Dans la recherche actuelle, les enquêteurs ont découvert que dans des conditions de vie normales, les gens semblent bien mieux s’adapter à des températures extérieures plus froides qu’à des conditions plus chaudes. « À travers les saisons, les données démographiques et les différents contextes climatiques, les températures extérieures plus chaudes érodent constamment le sommeil, la quantité de perte de sommeil augmentant progressivement à mesure que les températures deviennent plus chaudes », explique Minor.
Une observation importante était que les habitants des pays en développement semblent être plus touchés par ces changements. Il est possible que la plus grande prévalence de la climatisation dans les pays développés puisse jouer un rôle, mais les chercheurs n’ont pas pu identifier définitivement la raison car ils ne disposaient pas de données sur l’accès à la climatisation chez les sujets. Les chercheurs notent également que parce qu’ils ont découvert des preuves convaincantes que l’impact du réchauffement des températures sur la perte de sommeil est inégal à l’échelle mondiale, de nouvelles recherches devraient particulièrement prendre en compte les populations les plus vulnérables, en particulier celles résidant dans les régions les plus chaudes et historiquement les plus pauvres du monde.
Dans les travaux futurs, l’équipe aimerait collaborer avec des climatologues mondiaux, des chercheurs sur le sommeil et des fournisseurs de technologies pour étendre la portée des analyses globales du sommeil et du comportement à d’autres populations et contextes.

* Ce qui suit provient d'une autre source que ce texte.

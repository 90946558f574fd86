//! # Listing Filters
//!
//! Validated filter and sort settings for the four listings. Sort fields
//! map to a fixed whitelist of SQL order expressions, and to comparators
//! for the memory store. Every ordering breaks ties by `id` so repeated
//! reads of unchanged data return identical pages.
//!
//! Text keys (names, emails) sort case-folded and then bytewise on both
//! backends: SQL orders by `lower(col) COLLATE "C"` rather than the
//! database collation, and the memory store compares `to_lowercase()`
//! keys. Both backends therefore page `"alice"` and `"Bob"` the same way.

use std::cmp::Ordering;

use gym_core::{CalendarDate, MemberId, MembershipId, PlanId, SortOrder};
use gym_state::{CheckIn, Member, Membership, MembershipStatus, Plan};
use serde::Deserialize;
use utoipa::ToSchema;

fn contains_ci(haystack: &str, needle_lower: &str) -> bool {
    haystack.to_lowercase().contains(needle_lower)
}

/// Case-folded text key, matching `lower(col) COLLATE "C"` in SQL.
fn folded(text: &str) -> String {
    text.to_lowercase()
}

/// Compare by key, then by id, in the requested direction.
fn ordered<K: Ord, I: Ord>(order: SortOrder, a: (K, I), b: (K, I)) -> Ordering {
    order.apply(a.0.cmp(&b.0).then_with(|| a.1.cmp(&b.1)))
}

// ─── Members ─────────────────────────────────────────────────────────

#[derive(Debug, Clone, Copy, PartialEq, Eq, Default, Deserialize, ToSchema)]
#[serde(rename_all = "camelCase")]
pub enum MemberSortField {
    FirstName,
    LastName,
    Email,
    #[default]
    CreatedAt,
}

impl MemberSortField {
    pub fn order_expr(&self) -> &'static str {
        match self {
            Self::FirstName => r#"lower(first_name) COLLATE "C""#,
            Self::LastName => r#"lower(last_name) COLLATE "C""#,
            Self::Email => r#"lower(email) COLLATE "C""#,
            Self::CreatedAt => "created_at",
        }
    }
}

#[derive(Debug, Clone, Default, PartialEq, Eq)]
pub struct MemberFilter {
    /// Case-insensitive substring over first name, last name and email.
    pub search: Option<String>,
    pub include_deleted: bool,
    pub sort_by: MemberSortField,
    pub sort_order: SortOrder,
}

impl MemberFilter {
    pub fn matches(&self, member: &Member) -> bool {
        if member.is_deleted && !self.include_deleted {
            return false;
        }
        match &self.search {
            Some(search) => {
                let needle = search.to_lowercase();
                contains_ci(&member.first_name, &needle)
                    || contains_ci(&member.last_name, &needle)
                    || contains_ci(member.email.as_str(), &needle)
            }
            None => true,
        }
    }

    pub fn compare(&self, a: &Member, b: &Member) -> Ordering {
        let o = self.sort_order;
        match self.sort_by {
            MemberSortField::FirstName => ordered(
                o,
                (folded(&a.first_name), a.id),
                (folded(&b.first_name), b.id),
            ),
            MemberSortField::LastName => ordered(
                o,
                (folded(&a.last_name), a.id),
                (folded(&b.last_name), b.id),
            ),
            MemberSortField::Email => ordered(
                o,
                (folded(a.email.as_str()), a.id),
                (folded(b.email.as_str()), b.id),
            ),
            MemberSortField::CreatedAt => ordered(o, (a.created_at, a.id), (b.created_at, b.id)),
        }
    }
}

// ─── Plans ───────────────────────────────────────────────────────────

#[derive(Debug, Clone, Copy, PartialEq, Eq, Default, Deserialize, ToSchema)]
#[serde(rename_all = "camelCase")]
pub enum PlanSortField {
    Name,
    PriceCents,
    DurationDays,
    #[default]
    CreatedAt,
}

impl PlanSortField {
    pub fn order_expr(&self) -> &'static str {
        match self {
            Self::Name => r#"lower(name) COLLATE "C""#,
            Self::PriceCents => "price_cents",
            Self::DurationDays => "duration_days",
            Self::CreatedAt => "created_at",
        }
    }
}

#[derive(Debug, Clone, Default, PartialEq, Eq)]
pub struct PlanFilter {
    /// Case-insensitive substring over name and description.
    pub search: Option<String>,
    pub is_active: Option<bool>,
    pub sort_by: PlanSortField,
    pub sort_order: SortOrder,
}

impl PlanFilter {
    pub fn matches(&self, plan: &Plan) -> bool {
        if let Some(active) = self.is_active {
            if plan.is_active != active {
                return false;
            }
        }
        match &self.search {
            Some(search) => {
                let needle = search.to_lowercase();
                contains_ci(&plan.name, &needle)
                    || plan
                        .description
                        .as_deref()
                        .is_some_and(|d| contains_ci(d, &needle))
            }
            None => true,
        }
    }

    pub fn compare(&self, a: &Plan, b: &Plan) -> Ordering {
        let o = self.sort_order;
        match self.sort_by {
            PlanSortField::Name => ordered(o, (folded(&a.name), a.id), (folded(&b.name), b.id)),
            PlanSortField::PriceCents => ordered(o, (a.price_cents, a.id), (b.price_cents, b.id)),
            PlanSortField::DurationDays => {
                ordered(o, (a.duration_days, a.id), (b.duration_days, b.id))
            }
            PlanSortField::CreatedAt => ordered(o, (a.created_at, a.id), (b.created_at, b.id)),
        }
    }
}

// ─── Memberships ─────────────────────────────────────────────────────

#[derive(Debug, Clone, Copy, PartialEq, Eq, Default, Deserialize, ToSchema)]
#[serde(rename_all = "camelCase")]
pub enum MembershipSortField {
    StartDate,
    EndDate,
    #[default]
    CreatedAt,
}

impl MembershipSortField {
    pub fn order_expr(&self) -> &'static str {
        match self {
            Self::StartDate => "start_date",
            Self::EndDate => "end_date",
            Self::CreatedAt => "created_at",
        }
    }
}

#[derive(Debug, Clone, Default, PartialEq, Eq)]
pub struct MembershipFilter {
    pub member_id: Option<MemberId>,
    pub plan_id: Option<PlanId>,
    pub status: Option<MembershipStatus>,
    /// Inclusive lower bound on `start_date`.
    pub start_date_from: Option<CalendarDate>,
    /// Inclusive upper bound on `start_date`.
    pub start_date_to: Option<CalendarDate>,
    pub sort_by: MembershipSortField,
    pub sort_order: SortOrder,
}

impl MembershipFilter {
    pub fn matches(&self, m: &Membership) -> bool {
        self.member_id.map_or(true, |id| m.member_id == id)
            && self.plan_id.map_or(true, |id| m.plan_id == id)
            && self.status.map_or(true, |s| m.status == s)
            && self.start_date_from.map_or(true, |d| m.start_date >= d)
            && self.start_date_to.map_or(true, |d| m.start_date <= d)
    }

    pub fn compare(&self, a: &Membership, b: &Membership) -> Ordering {
        let o = self.sort_order;
        match self.sort_by {
            MembershipSortField::StartDate => {
                ordered(o, (a.start_date, a.id), (b.start_date, b.id))
            }
            MembershipSortField::EndDate => ordered(o, (a.end_date, a.id), (b.end_date, b.id)),
            MembershipSortField::CreatedAt => {
                ordered(o, (a.created_at, a.id), (b.created_at, b.id))
            }
        }
    }
}

// ─── Check-ins ───────────────────────────────────────────────────────

#[derive(Debug, Clone, Copy, PartialEq, Eq, Default, Deserialize, ToSchema)]
#[serde(rename_all = "camelCase")]
pub enum CheckInSortField {
    #[default]
    CheckedInAt,
}

impl CheckInSortField {
    pub fn order_expr(&self) -> &'static str {
        match self {
            Self::CheckedInAt => "checked_in_at",
        }
    }
}

#[derive(Debug, Clone, Default, PartialEq, Eq)]
pub struct CheckInFilter {
    pub member_id: Option<MemberId>,
    pub membership_id: Option<MembershipId>,
    /// From the start of this day, inclusive.
    pub date_from: Option<CalendarDate>,
    /// Through the end of this day, inclusive.
    pub date_to: Option<CalendarDate>,
    pub sort_by: CheckInSortField,
    pub sort_order: SortOrder,
}

impl CheckInFilter {
    pub fn matches(&self, c: &CheckIn) -> bool {
        self.member_id.map_or(true, |id| c.member_id == id)
            && self.membership_id.map_or(true, |id| c.membership_id == id)
            && self
                .date_from
                .map_or(true, |d| c.checked_in_at >= d.start_of_day())
            && self
                .date_to
                .map_or(true, |d| c.checked_in_at <= d.end_of_day())
    }

    pub fn compare(&self, a: &CheckIn, b: &CheckIn) -> Ordering {
        match self.sort_by {
            CheckInSortField::CheckedInAt => ordered(
                self.sort_order,
                (a.checked_in_at, a.id),
                (b.checked_in_at, b.id),
            ),
        }
    }
}

#[cfg(test)]
mod tests {
    use super::*;
    use chrono::Utc;
    use gym_state::MemberRegistration;

    fn member(first: &str, last: &str, email: &str) -> Member {
        MemberRegistration {
            first_name: first.into(),
            last_name: last.into(),
            email: email.into(),
            phone: None,
        }
        .into_member(Utc::now())
        .unwrap()
    }

    #[test]
    fn member_search_is_case_insensitive_across_fields() {
        let m = member("Marie", "Curie", "mcurie@radium.org");
        let search = |s: &str| MemberFilter {
            search: Some(s.into()),
            ..Default::default()
        };
        assert!(search("MAR").matches(&m));
        assert!(search("curi").matches(&m));
        assert!(search("RADIUM").matches(&m));
        assert!(!search("tesla").matches(&m));
    }

    #[test]
    fn deleted_members_hidden_by_default() {
        let mut m = member("Nikola", "Tesla", "nt@ac.io");
        m.soft_delete(Utc::now()).unwrap();
        assert!(!MemberFilter::default().matches(&m));
        let all = MemberFilter {
            include_deleted: true,
            ..Default::default()
        };
        assert!(all.matches(&m));
    }

    #[test]
    fn sort_direction_and_tie_break() {
        let a = member("Ada", "Z", "a@x.io");
        let b = member("Bea", "Z", "b@x.io");
        let asc = MemberFilter {
            sort_by: MemberSortField::FirstName,
            sort_order: SortOrder::Asc,
            ..Default::default()
        };
        assert_eq!(asc.compare(&a, &b), Ordering::Less);
        let desc = MemberFilter {
            sort_order: SortOrder::Desc,
            ..asc.clone()
        };
        assert_eq!(desc.compare(&a, &b), Ordering::Greater);

        let by_last = MemberFilter {
            sort_by: MemberSortField::LastName,
            sort_order: SortOrder::Asc,
            ..Default::default()
        };
        assert_eq!(by_last.compare(&a, &b), a.id.cmp(&b.id));
    }

    #[test]
    fn name_sort_ignores_case() {
        let lower = member("alice", "smith", "alice@x.io");
        let upper = member("Bob", "Smith", "bob@x.io");
        let asc = MemberFilter {
            sort_by: MemberSortField::FirstName,
            sort_order: SortOrder::Asc,
            ..Default::default()
        };
        // Bytewise, "Bob" < "alice".
        assert_eq!(asc.compare(&lower, &upper), Ordering::Less);

        let by_last = MemberFilter {
            sort_by: MemberSortField::LastName,
            ..asc.clone()
        };
        assert_eq!(by_last.compare(&lower, &upper), lower.id.cmp(&upper.id));

        let plan = |name: &str| {
            gym_state::PlanDraft {
                name: name.into(),
                description: None,
                price_cents: 0,
                duration_days: 30,
                is_active: true,
            }
            .into_plan(Utc::now())
            .unwrap()
        };
        let by_name = PlanFilter {
            sort_by: PlanSortField::Name,
            sort_order: SortOrder::Asc,
            ..Default::default()
        };
        assert_eq!(by_name.compare(&plan("annual"), &plan("Monthly")), Ordering::Less);
    }

    #[test]
    fn check_in_date_bounds_are_inclusive_days() {
        let day = CalendarDate::parse("2024-04-02").unwrap();
        let filter = CheckInFilter {
            date_from: Some(day),
            date_to: Some(day),
            ..Default::default()
        };
        let at = |ts: &str| CheckIn {
            id: gym_core::CheckInId::new(),
            member_id: MemberId::new(),
            membership_id: MembershipId::new(),
            checked_in_at: gym_core::parse_timestamp(ts).unwrap(),
        };
        assert!(filter.matches(&at("2024-04-02T00:00:00Z")));
        assert!(filter.matches(&at("2024-04-02T23:59:59.999Z")));
        assert!(!filter.matches(&at("2024-04-03T00:00:00Z")));
        assert!(!filter.matches(&at("2024-04-01T23:59:59Z")));
    }

    #[test]
    fn sort_field_whitelist() {
        let json = serde_json::json!("priceCents");
        let field: PlanSortField = serde_json::from_value(json).unwrap();
        assert_eq!(field.order_expr(), "price_cents");
        assert_eq!(PlanSortField::Name.order_expr(), r#"lower(name) COLLATE "C""#);
        assert!(serde_json::from_value::<PlanSortField>(serde_json::json!("id; DROP")).is_err());
    }
}
#[cfg(test)]
mod tests {
    use super::*;
    use crate::db::budget_repository::SqliteBudgetStore;
    use crate::db::connection::establish_test_connection;
    use rust_decimal::Decimal;

    fn key(code: KeyCode) -> KeyEvent {
        KeyEvent::new(code, KeyModifiers::NONE)
    }

    fn setup() -> (BudgetTracker<SqliteBudgetStore, ToastLog>, DashboardState) {
        let store = SqliteBudgetStore::new(establish_test_connection().unwrap(), Some("alice".to_string()));
        let mut tracker = BudgetTracker::new(store, ToastLog::default());
        tracker.load().unwrap();
        let mut state = DashboardState::new();
        state.recompute(tracker.categories());
        (tracker, state)
    }

    fn selected_name(tracker: &BudgetTracker<SqliteBudgetStore, ToastLog>, state: &DashboardState) -> String {
        state.selected_item(tracker.categories()).unwrap().1.name.clone()
    }

    fn select(tracker: &BudgetTracker<SqliteBudgetStore, ToastLog>, state: &mut DashboardState, name: &str) {
        for _ in 0..20 {
            if selected_name(tracker, state) == name {
                return;
            }
            state.move_selection(1);
        }
        panic!("item {} not found", name);
    }

    #[test]
    fn test_slider_bar() {
        assert_eq!(slider_bar(0.0, 4, false), "░░░░");
        assert_eq!(slider_bar(0.5, 4, false), "██░░");
        assert_eq!(slider_bar(1.5, 4, false), "████");
        assert_eq!(slider_bar(0.25, 4, true), "▒···");
    }

    #[test]
    fn test_rows_include_category_headers() {
        let (tracker, state) = setup();
        assert_eq!(state.rows.len(), 3 + 6);
        assert_eq!(state.rows[0], RowRef::Category(0));
        assert_eq!(state.rows[1], RowRef::Item(0, 0));
        assert_eq!(selected_name(&tracker, &state), "Rent/Mortgage");
    }

    #[test]
    fn test_selection_skips_category_rows() {
        let (tracker, mut state) = setup();
        state.move_selection(1);
        assert_eq!(selected_name(&tracker, &state), "Utilities");
        state.move_selection(1);
        assert_eq!(selected_name(&tracker, &state), "Car Payment");
        state.move_selection(-10);
        assert_eq!(selected_name(&tracker, &state), "Rent/Mortgage");
    }

    #[test]
    fn test_right_arrow_nudges_variable_item() {
        let (mut tracker, mut state) = setup();
        select(&tracker, &mut state, "Fuel");

        handle_key(&mut tracker, &mut state, key(KeyCode::Right));

        let (category_id, item_id) = tracker.find_by_name("Transportation", "Fuel").unwrap();
        assert_eq!(tracker.item(&category_id, &item_id).unwrap().amount(), Decimal::from(160));
    }

    #[test]
    fn test_arrow_on_fixed_item_is_ignored() {
        let (mut tracker, mut state) = setup();
        select(&tracker, &mut state, "Rent/Mortgage");

        handle_key(&mut tracker, &mut state, key(KeyCode::Left));

        let (category_id, item_id) = tracker.find_by_name("Housing & Utilities", "Rent/Mortgage").unwrap();
        assert_eq!(tracker.item(&category_id, &item_id).unwrap().amount(), Decimal::from(1500));
        assert!(state.hint.is_some());
        assert!(tracker.notifier().is_empty());
    }

    #[test]
    fn test_amount_entry_commits_snapped_value() {
        let (mut tracker, mut state) = setup();
        select(&tracker, &mut state, "Groceries");

        handle_key(&mut tracker, &mut state, key(KeyCode::Enter));
        assert_eq!(state.mode, Mode::Input(InputKind::Amount));
        state.input_buffer.clear();
        for ch in "437".chars() {
            handle_key(&mut tracker, &mut state, key(KeyCode::Char(ch)));
        }
        handle_key(&mut tracker, &mut state, key(KeyCode::Enter));

        assert_eq!(state.mode, Mode::List);
        let (category_id, item_id) = tracker.find_by_name("Food & Groceries", "Groceries").unwrap();
        assert_eq!(tracker.item(&category_id, &item_id).unwrap().amount(), Decimal::from(430));
    }

    #[test]
    fn test_invalid_amount_keeps_modal_open() {
        let (mut tracker, mut state) = setup();
        select(&tracker, &mut state, "Groceries");

        handle_key(&mut tracker, &mut state, key(KeyCode::Enter));
        state.input_buffer = "lots".to_string();
        handle_key(&mut tracker, &mut state, key(KeyCode::Enter));

        assert_eq!(state.mode, Mode::Input(InputKind::Amount));
        assert!(state.input_error.is_some());
    }

    #[test]
    fn test_toggle_fixed_key() {
        let (mut tracker, mut state) = setup();
        select(&tracker, &mut state, "Utilities");

        handle_key(&mut tracker, &mut state, key(KeyCode::Char('f')));

        let (category_id, item_id) = tracker.find_by_name("Housing & Utilities", "Utilities").unwrap();
        assert!(tracker.item(&category_id, &item_id).unwrap().is_fixed);
    }

    #[test]
    fn test_table_rows_come_from_panel_lines() {
        let (mut tracker, mut state) = setup();
        select(&tracker, &mut state, "Fuel");
        handle_key(&mut tracker, &mut state, key(KeyCode::Right));

        let mut terminal = ratatui::Terminal::new(ratatui::backend::TestBackend::new(100, 16)).unwrap();
        terminal
            .draw(|frame| render_table(frame, frame.area(), tracker.categories(), &mut state))
            .unwrap();

        let rendered: String = terminal
            .backend()
            .buffer()
            .content()
            .iter()
            .map(|cell| cell.symbol())
            .collect();
        assert!(rendered.contains("Rent/Mortgage"));
        assert!(rendered.contains("Fixed"));
        assert!(rendered.contains("Variable"));
        assert!(rendered.contains("$160"));
        assert!(rendered.contains("$150"));
    }

    #[test]
    fn test_quit_keys() {
        let (mut tracker, mut state) = setup();
        assert!(handle_key(&mut tracker, &mut state, key(KeyCode::Char('q'))));

        state.mode = Mode::Input(InputKind::SnapshotName);
        assert!(!handle_key(&mut tracker, &mut state, key(KeyCode::Char('q'))));
        assert_eq!(state.input_buffer, "q");
    }
}
use crate::models::budget::BudgetCategory;
use crate::models::snapshot::Snapshot;
use crate::operations::panel::CategoryPanel;
use crate::operations::totals::BudgetSummary;
use rust_decimal::Decimal;
use std::fmt::Write;

pub fn format_money(amount: Decimal) -> String {
    if amount.fract().is_zero() {
        format!("${}", amount.normalize())
    } else {
        format!("${:.2}", amount)
    }
}

pub fn format_budget(categories: &[BudgetCategory], summary: &BudgetSummary) -> String {
    let mut out = String::new();

    for category in categories {
        let panel = CategoryPanel::new(category);
        let _ = writeln!(
            out,
            "{}  (planned {}, actual {})",
            panel.name(),
            format_money(panel.planned_subtotal()),
            format_money(panel.actual_subtotal())
        );
        for line in panel.lines() {
            let planned = if line.shows_planned() {
                format!("  planned {}", format_money(line.item.planned_amount))
            } else {
                String::new()
            };
            let _ = writeln!(
                out,
                "  {:<24} {:>10}{}  [{}]",
                line.item.name,
                format_money(line.item.amount()),
                planned,
                line.status_label()
            );
        }
        let _ = writeln!(out, "  {:<24} {:>10}", "Subtotal", format_money(panel.actual_subtotal()));
        out.push('\n');
    }

    let _ = writeln!(out, "Fixed expenses:    {}", format_money(summary.totals.fixed));
    let _ = writeln!(out, "Variable expenses: {}", format_money(summary.totals.variable));
    let _ = writeln!(out, "Total:             {}", format_money(summary.totals.grand));
    let _ = writeln!(
        out,
        "Monthly income:    {} ({})",
        format_money(summary.income),
        summary.comparison
    );
    out
}

pub fn format_snapshot_list(snapshots: &[&Snapshot]) -> String {
    if snapshots.is_empty() {
        return "No saved budgets.\n".to_string();
    }
    let mut out = String::new();
    for snapshot in snapshots {
        let total = snapshot
            .data
            .iter()
            .map(|c| CategoryPanel::new(c).actual_subtotal())
            .fold(Decimal::ZERO, |acc, v| acc + v);
        let _ = writeln!(
            out,
            "{:<24} {}  total {}",
            snapshot.name,
            snapshot.timestamp.format("%Y-%m-%d %H:%M"),
            format_money(total)
        );
    }
    out
}

#[cfg(test)]
mod tests {
    use super::*;
    use crate::models::budget::BudgetItem;
    use chrono::{TimeZone, Utc};

    fn budget() -> Vec<BudgetCategory> {
        let mut fuel = BudgetItem::new("f".to_string(), "Fuel".to_string(), Decimal::from(150), false);
        fuel.planned_amount = Decimal::from(200);
        vec![BudgetCategory::new(
            "t".to_string(),
            "Transportation".to_string(),
            vec![
                BudgetItem::new("c".to_string(), "Car Payment".to_string(), Decimal::from(300), true),
                fuel,
            ],
        )]
    }

    #[test]
    fn test_format_money() {
        assert_eq!(format_money(Decimal::from(1500)), "$1500");
        assert_eq!(format_money(Decimal::new(150, 1)), "$15");
        assert_eq!(format_money(Decimal::new(17555, 2)), "$175.55");
    }

    #[test]
    fn test_format_budget_lists_items_and_totals() {
        let categories = budget();
        let summary = BudgetSummary::new(&categories, Decimal::from(400));
        let text = format_budget(&categories, &summary);

        assert!(text.contains("Transportation  (planned $500, actual $450)"));
        assert!(text.contains("Car Payment"));
        assert!(text.contains("[Fixed]"));
        assert!(text.contains("planned $200"));
        assert!(text.contains("Fixed expenses:    $300"));
        assert!(text.contains("Variable expenses: $150"));
        assert!(text.contains("over budget by 50"));
    }

    #[test]
    fn test_format_snapshot_list() {
        assert_eq!(format_snapshot_list(&[]), "No saved budgets.\n");

        let snapshot = Snapshot {
            name: "January".to_string(),
            timestamp: Utc.with_ymd_and_hms(2025, 1, 31, 18, 30, 0).unwrap(),
            data: budget(),
        };
        let text = format_snapshot_list(&[&snapshot]);
        assert!(text.contains("January"));
        assert!(text.contains("2025-01-31 18:30"));
        assert!(text.contains("total $450"));
    }
}
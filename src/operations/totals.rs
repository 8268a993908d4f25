use crate::models::budget::BudgetCategory;
use crate::operations::panel::CategoryPanel;
use rust_decimal::Decimal;
use std::cmp::Ordering;
use std::fmt;

pub const DEFAULT_MONTHLY_INCOME: i64 = 2700;

#[derive(Debug, Clone, Copy, PartialEq, Eq, Default)]
pub struct BudgetTotals {
    pub fixed: Decimal,
    pub variable: Decimal,
    pub grand: Decimal,
    pub planned: Decimal,
}

impl BudgetTotals {
    pub fn compute(categories: &[BudgetCategory]) -> Self {
        let mut totals = BudgetTotals::default();
        for panel in categories.iter().map(CategoryPanel::new) {
            totals.fixed += panel.fixed_subtotal();
            totals.variable += panel.variable_subtotal();
            totals.planned += panel.planned_subtotal();
        }
        totals.grand = totals.fixed + totals.variable;
        totals
    }
}

#[derive(Debug, Clone, Copy, PartialEq, Eq)]
pub enum IncomeComparison {
    OverBudget(Decimal),
    UnderBudget(Decimal),
    OnBudget,
}

impl IncomeComparison {
    pub fn new(spend: Decimal, income: Decimal) -> Self {
        match spend.cmp(&income) {
            Ordering::Greater => IncomeComparison::OverBudget(spend - income),
            Ordering::Less => IncomeComparison::UnderBudget(income - spend),
            Ordering::Equal => IncomeComparison::OnBudget,
        }
    }

    pub fn is_over(&self) -> bool {
        matches!(self, IncomeComparison::OverBudget(_))
    }
}

impl fmt::Display for IncomeComparison {
    fn fmt(&self, f: &mut fmt::Formatter<'_>) -> fmt::Result {
        match self {
            IncomeComparison::OverBudget(d) => write!(f, "over budget by {}", d.normalize()),
            IncomeComparison::UnderBudget(d) => write!(f, "under budget by {}", d.normalize()),
            IncomeComparison::OnBudget => write!(f, "on budget"),
        }
    }
}

#[derive(Debug, Clone, Copy, PartialEq, Eq)]
pub struct BudgetSummary {
    pub totals: BudgetTotals,
    pub income: Decimal,
    pub comparison: IncomeComparison,
}

impl BudgetSummary {
    pub fn new(categories: &[BudgetCategory], income: Decimal) -> Self {
        let totals = BudgetTotals::compute(categories);
        Self {
            totals,
            income,
            comparison: IncomeComparison::new(totals.grand, income),
        }
    }
}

De plus, ils souhaitent étudier l’impact de la hausse des températures extérieures sur les résultats du sommeil des populations incarcérées situées dans des climats chauds, qui peuvent avoir un accès particulièrement limité à la climatisation.
Cette recherche a été soutenue par l’Agence danoise pour l’enseignement supérieur et la science et le Fonds de recherche indépendant du Danemark.